## What you have to do
Your answer must hold only the lines below from the line containing "self.fences.request_stop(key)?;" through the line containing "let fenced = payload.is_some();", each reproduced exactly.

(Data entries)
//! Operator-facing operations
//!
//! - `maybe_start`: start a run for a named source if it is due
//! - `cancel`: request a cooperative stop of an active attempt
//! - `get_status`: attempt record joined with its live fence signals
//! - heartbeats: TTL keys external dashboards read to tell live loops from dead ones

use crate::fence::keys::heartbeat_key;
use crate::fence::FenceManager;
use crate::scheduler::RunScheduler;
use crate::state::RunKey;
use crate::storage::{AttemptRecord, AttemptStore, SharedStorage};
use crate::FencelineError;
use chrono::{DateTime, Utc};
use std::time::Duration;

/// Snapshot of one attempt as seen by storage and the coordination cache
#[derive(Debug, Clone)]
pub struct AttemptStatusReport {
    pub attempt: AttemptRecord,
    /// The live fence for the attempt's key names this attempt
    pub fenced: bool,
    pub alive: bool,
    pub stage: Option<String>,
    /// Documents reported through the fence progress counter
    pub progress: Option<i64>,
    pub stop_requested: bool,
}

pub struct Control {
    storage: SharedStorage,
    fences: FenceManager,
}

impl Control {
    pub fn new(storage: SharedStorage, fences: FenceManager) -> Self {
        Self { storage, fences }
    }

    /// Starts a run for `source_name` against `generation_id` if it is due
    ///
    /// # Returns
    ///
    /// * `Ok(Some(attempt_id))` - A run was created and queued
    /// * `Ok(None)` - Not due, or another run holds the fence
    /// * `Err(FencelineError)` - The source is unknown or a collaborator failed
    pub fn maybe_start(
        &self,
        scheduler: &RunScheduler,
        source_name: &str,
        generation_id: i64,
    ) -> crate::Result<Option<i64>> {
        let source = self
            .storage
            .lock()
            .get_source_by_name(source_name)?
            .ok_or_else(|| FencelineError::UnknownSource(source_name.to_string()))?;
        scheduler.maybe_start(RunKey::new(source.id, generation_id))
    }

    /// Requests a cooperative stop of an attempt
    ///
    /// The worker observes the flag between yielded items and ends the attempt as
    /// CANCELED.
    ///
    /// # Returns
    ///
    /// * `Ok(true)` - The stop flag was set for the attempt's run
    /// * `Ok(false)` - The attempt is already terminal or no longer fenced
    pub fn cancel(&self, attempt_id: i64) -> crate::Result<bool> {
        let attempt = self.storage.lock().get_attempt(attempt_id)?;
        if attempt.status.is_terminal() {
            tracing::info!(
                "Attempt {} is already {}, nothing to cancel",
                attempt_id,
                attempt.status
            );
            return Ok(false);
        }

        let key = attempt.key();
        if !self.is_fenced_by(key, attempt_id)? {
            tracing::warn!(
                "Attempt {} is {} but not fenced; the validator will reconcile it",
                attempt_id,
                attempt.status
            );
            return Ok(false);
        }

        self.fences.request_stop(key)?;
        tracing::info!("Stop requested for attempt {} ({})", attempt_id, key);
        Ok(true)
    }

    /// Reports an attempt's stored record and live signals
    pub fn get_status(&self, attempt_id: i64) -> crate::Result<AttemptStatusReport> {
        let attempt = self.storage.lock().get_attempt(attempt_id)?;
        let key = attempt.key();

        let payload = self
            .fences
            .load(key)?
            .and_then(|record| record.payload)
            .filter(|payload| payload.attempt_id == attempt_id);
        let fenced = payload.is_some();

        Ok(AttemptStatusReport {
            fenced,
            alive: fenced && self.fences.is_alive(key)?,
            stage: payload.and_then(|payload| payload.stage),
            progress: if fenced { self.fences.progress(key)? } else { None },
            stop_requested: fenced && self.fences.stop_requested(key)?,
            attempt,
        })
    }

    fn is_fenced_by(&self, key: RunKey, attempt_id: i64) -> crate::Result<bool> {
        Ok(self
            .fences
            .load(key)?
            .and_then(|record| record.payload)
            .is_some_and(|payload| payload.attempt_id == attempt_id))
    }

    /// Records that the loop `role` is alive, expiring after `ttl`
    pub fn write_heartbeat(&self, role: &str, ttl: Duration) -> crate::Result<()> {
        self.fences.cache().set(
            &heartbeat_key(role),
            &Utc::now().to_rfc3339(),
            Some(ttl),
        )?;
        Ok(())
    }

    /// Returns when `role` last beat, or None if its heartbeat expired
    pub fn read_heartbeat(&self, role: &str) -> crate::Result<Option<DateTime<Utc>>> {
        Ok(self
            .fences
            .cache()
            .get(&heartbeat_key(role))?
            .and_then(|value| DateTime::parse_from_rfc3339(&value).ok())
            .map(|ts| ts.with_timezone(&Utc)))
    }
}
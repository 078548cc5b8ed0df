//! Cache key layout for fences and their companion signals

use crate::state::RunKey;

pub const FENCE_PREFIX: &str = "indexfence_";
pub const LIVENESS_PREFIX: &str = "indexactive_";
pub const PROGRESS_PREFIX: &str = "indexprogress_";
pub const STOP_PREFIX: &str = "indexstop_";
pub const HEARTBEAT_PREFIX: &str = "heartbeat_";

/// Set of every fence key ever registered and not yet torn down
pub const ACTIVE_FENCES: &str = "active_fences";

/// Serializes fence creation decisions across schedulers
pub const CREATE_LOCK: &str = "lock_indexing_create";

/// Serializes validator sweeps
pub const VALIDATE_LOCK: &str = "lock_indexing_validate";

pub fn fence_key(key: RunKey) -> String {
    format!("{}{}", FENCE_PREFIX, key)
}

pub fn liveness_key(key: RunKey) -> String {
    format!("{}{}", LIVENESS_PREFIX, key)
}

pub fn progress_key(key: RunKey) -> String {
    format!("{}{}", PROGRESS_PREFIX, key)
}

pub fn stop_key(key: RunKey) -> String {
    format!("{}{}", STOP_PREFIX, key)
}

pub fn heartbeat_key(role: &str) -> String {
    format!("{}{}", HEARTBEAT_PREFIX, role)
}

/// Decodes the run key from a fence key
///
/// Returns None for anything not written by `fence_key`, including keys from a
/// future layout; such keys must be skipped, never deleted.
pub fn parse_fence_key(fence_key: &str) -> Option<RunKey> {
    fence_key
        .strip_prefix(FENCE_PREFIX)
        .and_then(RunKey::parse)
}

#[cfg(test)]
mod tests {
    use super::*;

    #[test]
    fn test_fence_key_round_trip() {
        let key = RunKey::new(12, 3);
        assert_eq!(fence_key(key), "indexfence_12/3");
        assert_eq!(parse_fence_key(&fence_key(key)), Some(key));
    }

    #[test]
    fn test_malformed_fence_keys() {
        assert_eq!(parse_fence_key("indexfence_12"), None);
        assert_eq!(parse_fence_key("indexfence_a/b"), None);
        assert_eq!(parse_fence_key("indexfence_1/2/3"), None);
        assert_eq!(parse_fence_key("indexactive_1/2"), None);
        assert_eq!(parse_fence_key(""), None);
    }
}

## Result for this exercise
        self.fences.request_stop(key)?;
        tracing::info!("Stop requested for attempt {} ({})", attempt_id, key);
        Ok(true)
    }

    /// Reports an attempt's stored record and live signals
    pub fn get_status(&self, attempt_id: i64) -> crate::Result<AttemptStatusReport> {
        let attempt = self.storage.lock().get_attempt(attempt_id)?;
        let key = attempt.key();

        let payload = self
            .fences
            .load(key)?
            .and_then(|record| record.payload)
            .filter(|payload| payload.attempt_id == attempt_id);
        let fenced = payload.is_some();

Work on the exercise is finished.